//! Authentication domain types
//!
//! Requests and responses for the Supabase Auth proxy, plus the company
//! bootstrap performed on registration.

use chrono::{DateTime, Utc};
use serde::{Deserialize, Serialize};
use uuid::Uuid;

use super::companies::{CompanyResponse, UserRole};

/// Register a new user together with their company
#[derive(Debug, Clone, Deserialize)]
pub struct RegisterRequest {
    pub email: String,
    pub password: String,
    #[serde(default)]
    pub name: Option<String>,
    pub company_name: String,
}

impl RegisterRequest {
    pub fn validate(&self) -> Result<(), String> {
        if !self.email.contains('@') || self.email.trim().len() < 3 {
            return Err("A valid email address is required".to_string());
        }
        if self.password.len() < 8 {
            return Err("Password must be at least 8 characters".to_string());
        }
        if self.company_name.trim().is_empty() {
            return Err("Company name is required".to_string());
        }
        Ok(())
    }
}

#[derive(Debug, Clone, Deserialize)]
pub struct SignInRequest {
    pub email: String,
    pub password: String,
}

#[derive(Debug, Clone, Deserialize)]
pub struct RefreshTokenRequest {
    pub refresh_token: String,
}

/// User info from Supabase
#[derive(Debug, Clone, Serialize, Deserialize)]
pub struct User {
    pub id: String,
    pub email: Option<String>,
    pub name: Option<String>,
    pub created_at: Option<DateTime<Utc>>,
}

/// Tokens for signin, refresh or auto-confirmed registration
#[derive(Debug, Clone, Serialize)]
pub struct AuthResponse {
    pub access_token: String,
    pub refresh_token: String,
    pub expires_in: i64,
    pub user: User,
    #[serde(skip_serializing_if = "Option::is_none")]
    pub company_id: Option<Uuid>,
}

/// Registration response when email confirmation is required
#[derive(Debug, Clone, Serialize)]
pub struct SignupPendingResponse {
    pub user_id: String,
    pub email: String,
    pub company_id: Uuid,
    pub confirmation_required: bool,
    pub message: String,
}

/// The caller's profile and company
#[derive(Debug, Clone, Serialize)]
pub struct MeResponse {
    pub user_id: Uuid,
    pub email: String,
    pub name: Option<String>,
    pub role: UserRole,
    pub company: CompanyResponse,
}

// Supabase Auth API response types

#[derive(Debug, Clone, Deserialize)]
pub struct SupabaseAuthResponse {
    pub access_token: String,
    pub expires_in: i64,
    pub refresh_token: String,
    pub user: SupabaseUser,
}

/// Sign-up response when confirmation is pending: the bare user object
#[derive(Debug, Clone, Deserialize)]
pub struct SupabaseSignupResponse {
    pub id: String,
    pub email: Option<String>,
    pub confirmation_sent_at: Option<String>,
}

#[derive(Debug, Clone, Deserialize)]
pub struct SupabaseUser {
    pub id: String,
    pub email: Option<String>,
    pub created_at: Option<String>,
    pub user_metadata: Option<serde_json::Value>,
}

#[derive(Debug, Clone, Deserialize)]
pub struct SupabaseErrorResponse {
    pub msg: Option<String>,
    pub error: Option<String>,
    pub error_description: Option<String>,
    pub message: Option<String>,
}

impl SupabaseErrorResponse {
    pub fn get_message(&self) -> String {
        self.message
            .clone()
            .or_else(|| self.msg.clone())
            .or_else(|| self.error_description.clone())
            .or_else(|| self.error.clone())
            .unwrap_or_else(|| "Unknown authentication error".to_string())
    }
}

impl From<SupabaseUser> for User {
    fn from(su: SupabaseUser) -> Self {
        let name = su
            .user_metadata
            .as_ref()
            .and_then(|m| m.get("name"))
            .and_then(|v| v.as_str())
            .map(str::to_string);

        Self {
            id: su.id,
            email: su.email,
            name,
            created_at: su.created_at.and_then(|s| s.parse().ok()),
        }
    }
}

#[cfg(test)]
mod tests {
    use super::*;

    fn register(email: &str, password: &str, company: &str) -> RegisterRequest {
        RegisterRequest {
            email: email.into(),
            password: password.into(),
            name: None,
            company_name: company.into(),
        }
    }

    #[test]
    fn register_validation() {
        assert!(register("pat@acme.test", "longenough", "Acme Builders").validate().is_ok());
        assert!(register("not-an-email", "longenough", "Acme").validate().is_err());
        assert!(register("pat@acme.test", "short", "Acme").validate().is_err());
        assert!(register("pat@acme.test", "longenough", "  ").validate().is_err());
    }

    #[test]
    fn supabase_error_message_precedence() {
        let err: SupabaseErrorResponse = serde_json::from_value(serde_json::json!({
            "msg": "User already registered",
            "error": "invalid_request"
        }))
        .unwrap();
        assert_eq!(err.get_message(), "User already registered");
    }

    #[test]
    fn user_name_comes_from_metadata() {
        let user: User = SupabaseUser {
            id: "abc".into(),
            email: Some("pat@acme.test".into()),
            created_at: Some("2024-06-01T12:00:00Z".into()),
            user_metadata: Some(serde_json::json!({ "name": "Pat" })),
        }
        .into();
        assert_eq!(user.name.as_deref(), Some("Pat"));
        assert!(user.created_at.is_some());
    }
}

### [Work required]
Transcribe every entry word for word.

### [Exercise output]
//! Authentication domain types
//!
//! Requests and responses for the Supabase Auth proxy, plus the company
//! bootstrap performed on registration.

use chrono::{DateTime, Utc};
use serde::{Deserialize, Serialize};
use uuid::Uuid;

use super::companies::{CompanyResponse, UserRole};

/// Register a new user together with their company
#[derive(Debug, Clone, Deserialize)]
pub struct RegisterRequest {
    pub email: String,
    pub password: String,
    #[serde(default)]
    pub name: Option<String>,
    pub company_name: String,
}

impl RegisterRequest {
    pub fn validate(&self) -> Result<(), String> {
        if !self.email.contains('@') || self.email.trim().len() < 3 {
            return Err("A valid email address is required".to_string());
        }
        if self.password.len() < 8 {
            return Err("Password must be at least 8 characters".to_string());
        }
        if self.company_name.trim().is_empty() {
            return Err("Company name is required".to_string());
        }
        Ok(())
    }
}

#[derive(Debug, Clone, Deserialize)]
pub struct SignInRequest {
    pub email: String,
    pub password: String,
}

#[derive(Debug, Clone, Deserialize)]
pub struct RefreshTokenRequest {
    pub refresh_token: String,
}

/// User info from Supabase
#[derive(Debug, Clone, Serialize, Deserialize)]
pub struct User {
    pub id: String,
    pub email: Option<String>,
    pub name: Option<String>,
    pub created_at: Option<DateTime<Utc>>,
}

/// Tokens for signin, refresh or auto-confirmed registration
#[derive(Debug, Clone, Serialize)]
pub struct AuthResponse {
    pub access_token: String,
    pub refresh_token: String,
    pub expires_in: i64,
    pub user: User,
    #[serde(skip_serializing_if = "Option::is_none")]
    pub company_id: Option<Uuid>,
}

/// Registration response when email confirmation is required
#[derive(Debug, Clone, Serialize)]
pub struct SignupPendingResponse {
    pub user_id: String,
    pub email: String,
    pub company_id: Uuid,
    pub confirmation_required: bool,
    pub message: String,
}

/// The caller's profile and company
#[derive(Debug, Clone, Serialize)]
pub struct MeResponse {
    pub user_id: Uuid,
    pub email: String,
    pub name: Option<String>,
    pub role: UserRole,
    pub company: CompanyResponse,
}

// Supabase Auth API response types

#[derive(Debug, Clone, Deserialize)]
pub struct SupabaseAuthResponse {
    pub access_token: String,
    pub expires_in: i64,
    pub refresh_token: String,
    pub user: SupabaseUser,
}

/// Sign-up response when confirmation is pending: the bare user object
#[derive(Debug, Clone, Deserialize)]
pub struct SupabaseSignupResponse {
    pub id: String,
    pub email: Option<String>,
    pub confirmation_sent_at: Option<String>,
}

#[derive(Debug, Clone, Deserialize)]
pub struct SupabaseUser {
    pub id: String,
    pub email: Option<String>,
    pub created_at: Option<String>,
    pub user_metadata: Option<serde_json::Value>,
}

#[derive(Debug, Clone, Deserialize)]
pub struct SupabaseErrorResponse {
    pub msg: Option<String>,
    pub error: Option<String>,
    pub error_description: Option<String>,
    pub message: Option<String>,
}

impl SupabaseErrorResponse {
    pub fn get_message(&self) -> String {
        self.message
            .clone()
            .or_else(|| self.msg.clone())
            .or_else(|| self.error_description.clone())
            .or_else(|| self.error.clone())
            .unwrap_or_else(|| "Unknown authentication error".to_string())
    }
}

impl From<SupabaseUser> for User {
    fn from(su: SupabaseUser) -> Self {
        let name = su
            .user_metadata
            .as_ref()
            .and_then(|m| m.get("name"))
            .and_then(|v| v.as_str())
            .map(str::to_string);

        Self {
            id: su.id,
            email: su.email,
            name,
            created_at: su.created_at.and_then(|s| s.parse().ok()),
        }
    }
}

#[cfg(test)]
mod tests {
    use super::*;

    fn register(email: &str, password: &str, company: &str) -> RegisterRequest {
        RegisterRequest {
            email: email.into(),
            password: password.into(),
            name: None,
            company_name: company.into(),
        }
    }

    #[test]
    fn register_validation() {
        assert!(register("pat@acme.test", "longenough", "Acme Builders").validate().is_ok());
        assert!(register("not-an-email", "longenough", "Acme").validate().is_err());
        assert!(register("pat@acme.test", "short", "Acme").validate().is_err());
        assert!(register("pat@acme.test", "longenough", "  ").validate().is_err());
    }

    #[test]
    fn supabase_error_message_precedence() {
        let err: SupabaseErrorResponse = serde_json::from_value(serde_json::json!({
            "msg": "User already registered",
            "error": "invalid_request"
        }))
        .unwrap();
        assert_eq!(err.get_message(), "User already registered");
    }

    #[test]
    fn user_name_comes_from_metadata() {
        let user: User = SupabaseUser {
            id: "abc".into(),
            email: Some("pat@acme.test".into()),
            created_at: Some("2024-06-01T12:00:00Z".into()),
            user_metadata: Some(serde_json::json!({ "name": "Pat" })),
        }
        .into();
        assert_eq!(user.name.as_deref(), Some("Pat"));
        assert!(user.created_at.is_some());
    }
}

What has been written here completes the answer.